The "empty" benchmark is measuring the overhead of entering and exiting the enclave, without doing any work. As entering/exiting triggers a variety of hardware mechanisms designed to block side channel attacks this is naturally expensive relative to the cost of a regular function call, however, once the enclave is doing real work this transition cost becomes less relevant.

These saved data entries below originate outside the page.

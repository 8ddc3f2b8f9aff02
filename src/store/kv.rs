//! Sorted byte-key store abstraction and its in-memory implementation.

use std::collections::BTreeMap;

use super::cache::ChangeSet;

/// Ordered list of key/value pairs returned by a prefix scan.
pub type KvPairs = Vec<(Vec<u8>, Vec<u8>)>;

/// Storage-layer failure.
///
/// The in-memory store never produces one; durable backends and wrappers
/// over them do, and the registry treats every variant as fatal.
#[derive(Debug, thiserror::Error)]
pub enum StoreError {
    /// The backing store rejected or failed the operation.
    #[error("store backend error: {0}")]
    Backend(String),
}

/// Read access to a sorted byte-key store.
pub trait KvRead {
    /// Returns the value stored at `key`, if any.
    ///
    /// # Errors
    ///
    /// Returns [`StoreError`] if the backend cannot be read.
    fn get(&self, key: &[u8]) -> Result<Option<Vec<u8>>, StoreError>;

    /// Returns every pair whose key starts with `prefix`, in ascending key order.
    ///
    /// # Errors
    ///
    /// Returns [`StoreError`] if the backend cannot be read.
    fn prefix_scan(&self, prefix: &[u8]) -> Result<KvPairs, StoreError>;

    /// Returns up to `limit` pairs under `prefix` after skipping `offset`,
    /// together with the total number of keys under `prefix`.
    ///
    /// # Errors
    ///
    /// Returns [`StoreError`] if the backend cannot be read.
    fn prefix_page(
        &self,
        prefix: &[u8],
        offset: usize,
        limit: usize,
    ) -> Result<(KvPairs, usize), StoreError> {
        let pairs = self.prefix_scan(prefix)?;
        let total = pairs.len();
        Ok((pairs.into_iter().skip(offset).take(limit).collect(), total))
    }
}

/// Read-write access to a sorted byte-key store.
///
/// Registry records are only ever written or overwritten, so the trait has
/// no deletion.
pub trait KvStore: KvRead {
    /// Writes `value` at `key`, overwriting any previous value.
    ///
    /// # Errors
    ///
    /// Returns [`StoreError`] if the backend cannot be written.
    fn set(&mut self, key: &[u8], value: &[u8]) -> Result<(), StoreError>;
}

impl<T: KvRead + ?Sized> KvRead for &T {
    fn get(&self, key: &[u8]) -> Result<Option<Vec<u8>>, StoreError> {
        (**self).get(key)
    }

    fn prefix_scan(&self, prefix: &[u8]) -> Result<KvPairs, StoreError> {
        (**self).prefix_scan(prefix)
    }

    fn prefix_page(
        &self,
        prefix: &[u8],
        offset: usize,
        limit: usize,
    ) -> Result<(KvPairs, usize), StoreError> {
        (**self).prefix_page(prefix, offset, limit)
    }
}

impl<T: KvRead + ?Sized> KvRead for &mut T {
    fn get(&self, key: &[u8]) -> Result<Option<Vec<u8>>, StoreError> {
        (**self).get(key)
    }

    fn prefix_scan(&self, prefix: &[u8]) -> Result<KvPairs, StoreError> {
        (**self).prefix_scan(prefix)
    }

    fn prefix_page(
        &self,
        prefix: &[u8],
        offset: usize,
        limit: usize,
    ) -> Result<(KvPairs, usize), StoreError> {
        (**self).prefix_page(prefix, offset, limit)
    }
}

impl<T: KvStore + ?Sized> KvStore for &mut T {
    fn set(&mut self, key: &[u8], value: &[u8]) -> Result<(), StoreError> {
        (**self).set(key, value)
    }
}

/// In-memory sorted store backed by a [`BTreeMap`].
///
/// Committed snapshots are held as `Arc<MemStore>`. A block's change set is
/// applied in place when no reader holds the snapshot, and to a copy
/// otherwise.
#[derive(Debug, Clone, Default, PartialEq, Eq)]
pub struct MemStore {
    data: BTreeMap<Vec<u8>, Vec<u8>>,
}

impl MemStore {
    /// Creates an empty store.
    #[must_use]
    pub fn new() -> Self {
        Self::default()
    }

    /// Number of keys held.
    #[must_use]
    pub fn len(&self) -> usize {
        self.data.len()
    }

    /// Returns `true` if the store holds no keys.
    #[must_use]
    pub fn is_empty(&self) -> bool {
        self.data.is_empty()
    }

    /// Applies every write of `changes` in key order.
    pub fn apply(&mut self, changes: &ChangeSet) {
        for (key, value) in changes.iter() {
            self.data.insert(key.to_vec(), value.to_vec());
        }
    }
}

impl FromIterator<(Vec<u8>, Vec<u8>)> for MemStore {
    fn from_iter<I: IntoIterator<Item = (Vec<u8>, Vec<u8>)>>(iter: I) -> Self {
        Self {
            data: iter.into_iter().collect(),
        }
    }
}

impl KvRead for MemStore {
    fn get(&self, key: &[u8]) -> Result<Option<Vec<u8>>, StoreError> {
        Ok(self.data.get(key).cloned())
    }

    fn prefix_scan(&self, prefix: &[u8]) -> Result<KvPairs, StoreError> {
        Ok(self
            .data
            .range(prefix.to_vec()..)
            .take_while(|(k, _)| k.starts_with(prefix))
            .map(|(k, v)| (k.clone(), v.clone()))
            .collect())
    }

    fn prefix_page(
        &self,
        prefix: &[u8],
        offset: usize,
        limit: usize,
    ) -> Result<(KvPairs, usize), StoreError> {
        let mut total = 0;
        let mut page = Vec::new();
        for (key, value) in self
            .data
            .range(prefix.to_vec()..)
            .take_while(|(k, _)| k.starts_with(prefix))
        {
            if total >= offset && page.len() < limit {
                page.push((key.clone(), value.clone()));
            }
            total += 1;
        }
        Ok((page, total))
    }
}

impl KvStore for MemStore {
    fn set(&mut self, key: &[u8], value: &[u8]) -> Result<(), StoreError> {
        self.data.insert(key.to_vec(), value.to_vec());
        Ok(())
    }
}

Benchmark Environment Score Error Units
empty Enclave 51921.076 ± 1697.024 ops/s
empty Host 49453365.793 ± 3404118.758 ops/s
binary_trees Enclave 454.061 ± 31.089 ops/s
binary_trees Host 1758.980 ± 79.428 ops/s
fannkuch Enclave 4.181 ± 0.024 ops/s
fannkuch Host 5.925 ± 0.063 ops/s
fasta Enclave 3.185 ± 0.028 ops/s
fasta Host 4.022 ± 0.127 ops/s
himeno Enclave 0.179 ± 0.004 ops/s
himeno Host 0.366 ± 0.003 ops/s
mandelbrot Enclave 5.529 ± 0.134 ops/s
mandelbrot Host 6.385 ± 0.132 ops/s
nbody Enclave 1.205 ± 0.021 ops/s
nbody Host 1.279 ± 0.017 ops/s
pidigits Enclave 9.941 ± 0.185 ops/s
pidigits Host 24.722 ± 0.301 ops/s
spectral_norm Enclave 11.923 ± 0.274 ops/s
spectral_norm Host 17.345 ± 0.930 ops/s

Higher scores are better. As you can see, the performance hit overall of using an enclave is highly dependent on what exactly the code is doing (primarily, memory access patterns).